The creation of the village, reserved only for women, challenged a tribal system in which women could not have land or livestock or access to education. The village ensures the safety of its members (63 people in 2011) but above all offers possibilities for the future. As Rebecca Lolosoli has said:

"They become socially and economically independent and make decisions on matters that affect them directly"

From the beginning, Rebecca Lolosoli has held a central place in the village as a democratically elected matriarch. In order to meet their needs. Rebecca and the members of the village first sold agricultural products such as corn, sugar, etc. However, in the face of the low profits, they are moving towards other sectors such as the sale of pearl jewelry.
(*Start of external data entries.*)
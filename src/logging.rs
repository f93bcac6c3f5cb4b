//! Logging initialization.

use anyhow::Result;
use tracing_subscriber::EnvFilter;

/// Initialize the global tracing subscriber. `level` is a default directive
/// like `info` or `mq_verify=debug`; `RUST_LOG` overrides it when set.
pub fn init(level: &str) -> Result<()> {
    let filter = EnvFilter::try_from_default_env()
        .or_else(|_| EnvFilter::try_new(level))
        .unwrap_or_else(|_| EnvFilter::new("info"));
    tracing_subscriber::fmt()
        .with_env_filter(filter)
        .with_target(false)
        .try_init()
        .map_err(|e| anyhow::anyhow!("failed to init logging: {e}"))?;
    Ok(())
}
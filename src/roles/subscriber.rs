//! Subscriber role: receives stamped messages and feeds the per-topic
//! sequence trackers.
//!
//! Broker callbacks do no work beyond timestamping and enqueueing; a single
//! worker task drains the channel and owns all tracker mutation, so trackers
//! never need internal locking against the transport.

use std::sync::Arc;
use std::time::Duration;

use anyhow::Result;
use tokio::signal;
use tokio::time::interval;
use tracing::{debug, info, warn};

use crate::metrics::registry::TrackerRegistry;
use crate::metrics::stats::Stats;
use crate::output::OutputWriter;
use crate::payload::parse_header;
use crate::time_sync::now_unix_ns_estimate;
use crate::transport::{
    ConnectOptions, Engine, Transport, TransportBuilder, TransportMessage,
};

pub struct SubscriberConfig {
    pub engine: Engine,
    pub connect: ConnectOptions,
    pub key_expr: String,
    pub duration_secs: Option<u64>,
    /// Stop as soon as every topic's tracker confirms its advisory target.
    pub stop_at_target: bool,
    pub output_file: Option<String>,
    pub snapshot_interval_secs: u64,
    // Aggregation/external snapshot support
    pub shared_stats: Option<Arc<Stats>>,
    pub disable_internal_snapshot: bool,
}

pub async fn run_subscriber(config: SubscriberConfig) -> Result<()> {
    info!(
        engine = ?config.engine,
        key = %config.key_expr,
        stop_at_target = config.stop_at_target,
        "Starting subscriber"
    );

    let stats = if let Some(s) = &config.shared_stats {
        s.clone()
    } else {
        Arc::new(Stats::new())
    };

    // All topics of this subscriber aggregate into the stats' error counters.
    let registry = Arc::new(TrackerRegistry::new(stats.seq_errors().clone()));

    // Setup output writer (only when not aggregated/external)
    let mut output = if let Some(ref path) = config.output_file {
        Some(OutputWriter::new_csv(path.clone()).await?)
    } else if config.shared_stats.is_none() {
        Some(OutputWriter::new_stdout())
    } else {
        None
    };

    let snapshot_handle = if !config.disable_internal_snapshot {
        let stats_clone = Arc::clone(&stats);
        let interval_secs = config.snapshot_interval_secs;
        let mut out = output.take();
        Some(tokio::spawn(async move {
            let mut interval_timer = interval(Duration::from_secs(interval_secs));
            loop {
                interval_timer.tick().await;
                let snapshot = stats_clone.snapshot().await;
                if let Some(ref mut o) = out {
                    let _ = o.write_snapshot(&snapshot).await;
                } else {
                    debug!(
                        received = snapshot.received_count,
                        out_of_seq = snapshot.out_of_seq_count,
                        duplicate = snapshot.duplicate_count,
                        loss = snapshot.loss_count,
                        rate = format!("{:.2}", snapshot.interval_throughput()),
                        "Subscriber stats"
                    );
                }
            }
        }))
    } else {
        None
    };

    // Channel + worker so the broker callback only timestamps and enqueues.
    let (tx, rx) = flume::unbounded::<(u64, TransportMessage)>();
    let (done_tx, done_rx) = flume::bounded::<()>(1);
    let stats_worker = stats.clone();
    let registry_worker = registry.clone();
    let stop_at_target = config.stop_at_target;
    let worker = tokio::spawn(async move {
        let mut buf = Vec::with_capacity(1024);
        loop {
            let first = match rx.recv_async().await {
                Ok(v) => v,
                Err(_) => break,
            };
            buf.clear();
            buf.push(first);
            // Drain a small batch without awaiting to amortize locking
            while let Ok(v) = rx.try_recv() {
                buf.push(v);
                if buf.len() >= 1024 {
                    break;
                }
            }
            let mut lats = Vec::with_capacity(buf.len());
            for (recv_ns, msg) in buf.drain(..) {
                if let Some(h) = parse_header(&msg.payload) {
                    lats.push(recv_ns.saturating_sub(h.timestamp_ns));
                }
                dispatch_sequence(&registry_worker, &msg);
            }
            stats_worker.record_received_batch(&lats).await;
            if stop_at_target && registry_worker.all_reached_target() {
                let _ = done_tx.try_send(());
            }
        }
    });

    // Connect and subscribe
    let transport: Box<dyn Transport> =
        match TransportBuilder::connect_with_retry(config.engine.clone(), config.connect.clone())
            .await
        {
            Ok(t) => t,
            Err(e) => {
                warn!(error = %e, "Transport connect error");
                stats.record_error().await;
                return Ok(());
            }
        };
    info!(engine = ?config.engine, "Connected via transport");

    let handler_tx = tx.clone();
    let subscription = match transport
        .subscribe(
            &config.key_expr,
            Box::new(move |msg: TransportMessage| {
                let _ = handler_tx.try_send((now_unix_ns_estimate(), msg));
            }),
        )
        .await
    {
        Ok(s) => s,
        Err(e) => {
            warn!(error = %e, "Subscribe error");
            stats.record_error().await;
            return Ok(());
        }
    };
    info!(key = %config.key_expr, "Subscribed to key expression");

    // Wait for duration, target confirmation, or ctrl+c
    let duration = config
        .duration_secs
        .map(Duration::from_secs)
        .unwrap_or(Duration::MAX);
    tokio::select! {
        _ = tokio::time::sleep(duration) => {
            info!("Duration limit reached, stopping subscriber");
        }
        _ = done_rx.recv_async() => {
            info!("All topics confirmed their target sequence, stopping subscriber");
        }
        _ = signal::ctrl_c() => {
            info!("Ctrl+C received, stopping subscriber");
        }
    }

    // Stop delivery, let the worker drain, then flush the trackers.
    let _ = subscription.shutdown().await;
    let _ = transport.shutdown().await;
    drop(tx);
    if tokio::time::timeout(Duration::from_secs(5), worker)
        .await
        .is_err()
    {
        warn!("Receive worker did not drain in time");
    }
    registry.close_all();

    let final_stats = stats.snapshot().await;
    info!(
        received = final_stats.received_count,
        topics = registry.topic_count(),
        out_of_seq = final_stats.out_of_seq_count,
        duplicate = final_stats.duplicate_count,
        loss = final_stats.loss_count,
        avg_rate = format!("{:.2}", final_stats.total_throughput()),
        p50_ms = format!("{:.2}", final_stats.latency_ns_p50 as f64 / 1_000_000.0),
        p99_ms = format!("{:.2}", final_stats.latency_ns_p99 as f64 / 1_000_000.0),
        duration = format!("{:.2}s", final_stats.total_duration.as_secs_f64()),
        "Final Subscriber Statistics"
    );

    if let Some(ref mut out) = output {
        out.write_snapshot(&final_stats).await?;
    }

    if let Some(h) = snapshot_handle {
        h.abort();
    }

    Ok(())
}

/// The consumer side of the stamp convention: a parseable `sequence_number`
/// property routes the message to its topic's tracker, anything else leaves
/// the message untracked.
fn dispatch_sequence(registry: &TrackerRegistry, msg: &TransportMessage) {
    let Some(sequence) = msg.properties.sequence_number() else {
        return;
    };
    let tracker = registry.tracker_for(&msg.topic);
    let mut tracker = tracker.lock().unwrap();
    if let Some(target) = msg.properties.sequence_target_max() {
        tracker.target_sequence_number(target);
    }
    tracker.sequence_number_received(sequence);
}
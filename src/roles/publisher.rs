//! Publisher role: stamps every message with a monotonic sequence number and
//! optionally corrupts its own stream to exercise the subscriber's delivery
//! verification.

use std::sync::Arc;
use std::time::Duration;

use anyhow::Result;
use bytes::Bytes;
use tokio::signal;
use tokio::time::interval;
use tracing::{debug, error, info, warn};

use crate::metrics::stats::Stats;
use crate::output::OutputWriter;
use crate::payload::generate_payload;
use crate::rate::RateController;
use crate::time_sync::now_unix_ns_estimate;
use crate::transport::{ConnectOptions, Engine, Transport, TransportBuilder};
use crate::wire::MessageProperties;

/// Which delivery faults the publisher fakes, and how often.
#[derive(Clone, Debug, Default)]
pub struct SequenceErrorSimulation {
    pub loss: bool,
    pub out_of_order: bool,
    pub duplicate: bool,
    /// Fraction of messages corrupted, 0.0..=1.0.
    pub ratio: f64,
    /// RNG seed for reproducible fault patterns.
    pub seed: Option<u64>,
}

impl SequenceErrorSimulation {
    pub fn is_enabled(&self) -> bool {
        self.ratio > 0.0 && (self.loss || self.out_of_order || self.duplicate)
    }
}

pub struct PublisherConfig {
    pub engine: Engine,
    pub connect: ConnectOptions,
    pub key_expr: String,
    pub payload_size: usize,
    pub rate: Option<f64>,
    /// Total messages to publish. When known, every message carries the
    /// advisory maximum so subscribers can detect tail loss and stop early.
    pub message_count: Option<u64>,
    pub duration_secs: Option<u64>,
    pub output_file: Option<String>,
    pub snapshot_interval_secs: u64,
    // Aggregation support
    pub shared_stats: Option<Arc<Stats>>,
    pub disable_internal_snapshot: bool,
    pub simulation: SequenceErrorSimulation,
}

#[derive(Clone, Copy, Debug, PartialEq, Eq)]
enum SimulatedFault {
    None,
    Loss,
    OutOfOrder,
    Duplicate,
}

/// Decides per message whether to fake a fault, with the precedence
/// loss > out-of-order > duplication. The final message is never corrupted:
/// faking its loss would stall a subscriber waiting on the advisory target.
struct SeqErrorSimulator {
    sim: SequenceErrorSimulation,
    rng_state: u64,
}

impl SeqErrorSimulator {
    fn new(sim: SequenceErrorSimulation) -> Self {
        let seed = sim.seed.unwrap_or_else(|| {
            std::time::SystemTime::now()
                .duration_since(std::time::UNIX_EPOCH)
                .map(|d| d.as_nanos() as u64)
                .unwrap_or(12345)
        });
        Self {
            sim,
            rng_state: seed.max(1),
        }
    }

    /// Simple xorshift64 PRNG - returns value in [0, 1)
    fn next_random(&mut self) -> f64 {
        self.rng_state ^= self.rng_state << 13;
        self.rng_state ^= self.rng_state >> 7;
        self.rng_state ^= self.rng_state << 17;
        (self.rng_state as f64) / (u64::MAX as f64)
    }

    fn next_fault(&mut self, last_message: bool) -> SimulatedFault {
        if !self.sim.is_enabled() || last_message {
            return SimulatedFault::None;
        }
        if self.next_random() >= self.sim.ratio {
            return SimulatedFault::None;
        }
        if self.sim.loss {
            SimulatedFault::Loss
        } else if self.sim.out_of_order {
            SimulatedFault::OutOfOrder
        } else {
            SimulatedFault::Duplicate
        }
    }

    /// The sequence number actually stamped on the message for this fault.
    fn stamped_sequence(fault: SimulatedFault, sequence: u64) -> u64 {
        match fault {
            SimulatedFault::OutOfOrder => {
                if sequence > 2 {
                    sequence - 2
                } else {
                    sequence
                }
            }
            SimulatedFault::Duplicate => sequence.saturating_sub(1),
            _ => sequence,
        }
    }
}

pub async fn run_publisher(config: PublisherConfig) -> Result<()> {
    info!(
        engine = ?config.engine,
        key = %config.key_expr,
        payload_size = config.payload_size,
        rate = ?config.rate,
        messages = ?config.message_count,
        duration_secs = ?config.duration_secs,
        simulation = config.simulation.is_enabled(),
        "Starting publisher"
    );

    let stats = if let Some(s) = &config.shared_stats {
        s.clone()
    } else {
        Arc::new(Stats::new())
    };

    let transport: Box<dyn Transport> =
        match TransportBuilder::connect_with_retry(config.engine.clone(), config.connect.clone())
            .await
        {
            Ok(t) => t,
            Err(e) => {
                warn!(error = %e, "Transport connect error");
                stats.record_error().await;
                return Ok(());
            }
        };
    info!(engine = ?config.engine, "Connected via transport");

    let publisher = match transport.create_publisher(&config.key_expr).await {
        Ok(p) => p,
        Err(e) => {
            error!(error = %e, "Create publisher error");
            stats.record_error().await;
            return Ok(());
        }
    };

    let mut rate_controller = config.rate.map(RateController::new);

    // Setup output writer (only when not aggregated)
    let mut output = if let Some(ref path) = config.output_file {
        Some(OutputWriter::new_csv(path.clone()).await?)
    } else if config.shared_stats.is_none() {
        Some(OutputWriter::new_stdout())
    } else {
        None
    };

    let snapshot_handle = if !config.disable_internal_snapshot {
        let stats_clone = Arc::clone(&stats);
        let interval_secs = config.snapshot_interval_secs;
        let mut out = output.take();
        Some(tokio::spawn(async move {
            let mut interval_timer = interval(Duration::from_secs(interval_secs));
            loop {
                interval_timer.tick().await;
                let snapshot = stats_clone.snapshot().await;
                if let Some(ref mut o) = out {
                    let _ = o.write_snapshot(&snapshot).await;
                } else {
                    debug!(
                        sent = snapshot.sent_count,
                        errors = snapshot.error_count,
                        rate = format!("{:.2}", snapshot.interval_throughput()),
                        "Publisher stats"
                    );
                }
            }
        }))
    } else {
        None
    };

    let mut simulator = SeqErrorSimulator::new(config.simulation.clone());
    let mut simulated_losses = 0u64;
    let mut simulated_out_of_order = 0u64;
    let mut simulated_duplicates = 0u64;

    let mut sequence = 0u64;
    let start_time = std::time::Instant::now();

    let publishing_task = async {
        loop {
            if let Some(count) = config.message_count {
                if sequence >= count {
                    info!("Message count reached, stopping publisher");
                    break;
                }
            }
            if let Some(duration) = config.duration_secs {
                if start_time.elapsed().as_secs() >= duration {
                    info!("Duration limit reached, stopping publisher");
                    break;
                }
            }

            // Wait for next scheduled send (if paced)
            if let Some(rc) = &mut rate_controller {
                rc.wait_for_next().await;
            }

            let last_message = config.message_count == Some(sequence + 1);
            let fault = simulator.next_fault(last_message);

            if fault == SimulatedFault::Loss {
                simulated_losses += 1;
                sequence += 1;
                continue;
            }

            let stamped = SeqErrorSimulator::stamped_sequence(fault, sequence);
            match fault {
                SimulatedFault::OutOfOrder => simulated_out_of_order += 1,
                SimulatedFault::Duplicate => simulated_duplicates += 1,
                _ => {}
            }

            let mut properties = MessageProperties::new();
            properties.set_sequence_number(stamped as i64);
            if let Some(count) = config.message_count {
                properties.set_sequence_target_max(count as i64 - 1);
            }
            let payload = generate_payload(stamped, now_unix_ns_estimate(), config.payload_size);

            match publisher.publish(&properties, Bytes::from(payload)).await {
                Ok(_) => {
                    stats.record_sent().await;
                    sequence += 1;
                }
                Err(e) => {
                    warn!(error = %e, "Send error");
                    stats.record_error().await;
                }
            }
        }
    };

    tokio::select! {
        _ = publishing_task => {
            info!("Publishing completed");
        }
        _ = signal::ctrl_c() => {
            info!("Ctrl+C received, stopping publisher");
        }
    }

    let final_stats = stats.snapshot().await;
    let total_elapsed = final_stats.total_duration.as_secs_f64();
    let avg_send_rate = if total_elapsed > 0.0 {
        final_stats.sent_count as f64 / total_elapsed
    } else {
        0.0
    };
    info!(
        sent = final_stats.sent_count,
        errors = final_stats.error_count,
        simulated_losses,
        simulated_out_of_order,
        simulated_duplicates,
        avg_rate = format!("{:.2}", avg_send_rate),
        duration = format!("{:.2}s", total_elapsed),
        "Final Publisher Statistics"
    );

    if let Some(ref mut out) = output {
        out.write_snapshot(&final_stats).await?;
    }

    if let Some(h) = snapshot_handle {
        h.abort();
    }
    publisher
        .shutdown()
        .await
        .map_err(|e| anyhow::Error::msg(format!("publisher shutdown error: {}", e)))?;
    transport
        .shutdown()
        .await
        .map_err(|e| anyhow::Error::msg(format!("transport shutdown error: {}", e)))?;

    Ok(())
}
Economic success made it possible to purchase land for 200,000 shillings ($2,700) in order to gain land legitimacy against rival villages. In addition, the money raised allowed for the creation of a museum and a school for the children of Umoja and its surrounding villages. The popularity of the village and its uniqueness in the region has made the village a tourist destination. Rebecca's unusual career and her ongoing fight for the emancipation of women has been very well received internationally.

== International activities ==
Lolosoli chaired the "Maendeleo Ya Wanawake" Organization (MYWO) from 1995 to 2005. A non-profit organization of women volunteers with mission to improve the quality of life of rural communities in particular that of Kenyan women and youth. Four years later, Diane von Fürstenberg noticed her on a trip to Kenya and signed her up for Vital Voices, a non-profit, non-governmental organization that works in collaboration with the main actors of economic, empowerment women's political participation and human rights. This NGO was founded by Hillary Clinton in 1999. Rebecca received a "Global Leadership Award" in 2010 for her courageous initiative in the fight for women's rights.

In the same year, stylist Diane von Fürstenberg presented a spring collection inspired by traditional clothing from the village of Umoja. In 2009, these creations had already been presented during the parade of the DVF Catwalk.

In 2011, Lolosoli met Secretary of State Hillary Clinton at the Women in the World Summit in New York, bringing together the most influential figures in the fight for the recognition of women's rights. In 2012, Lolosoli received the GR8! Women Award for her commitment and her fight for women's rights. This title was awarded to her, along with 17 other women, in Dubai on March 7, 2012.

Lolosoli's story is recounted in Alyse Nelson's 2012 book Vital Voices: The Power of Women Leading Change Around the World.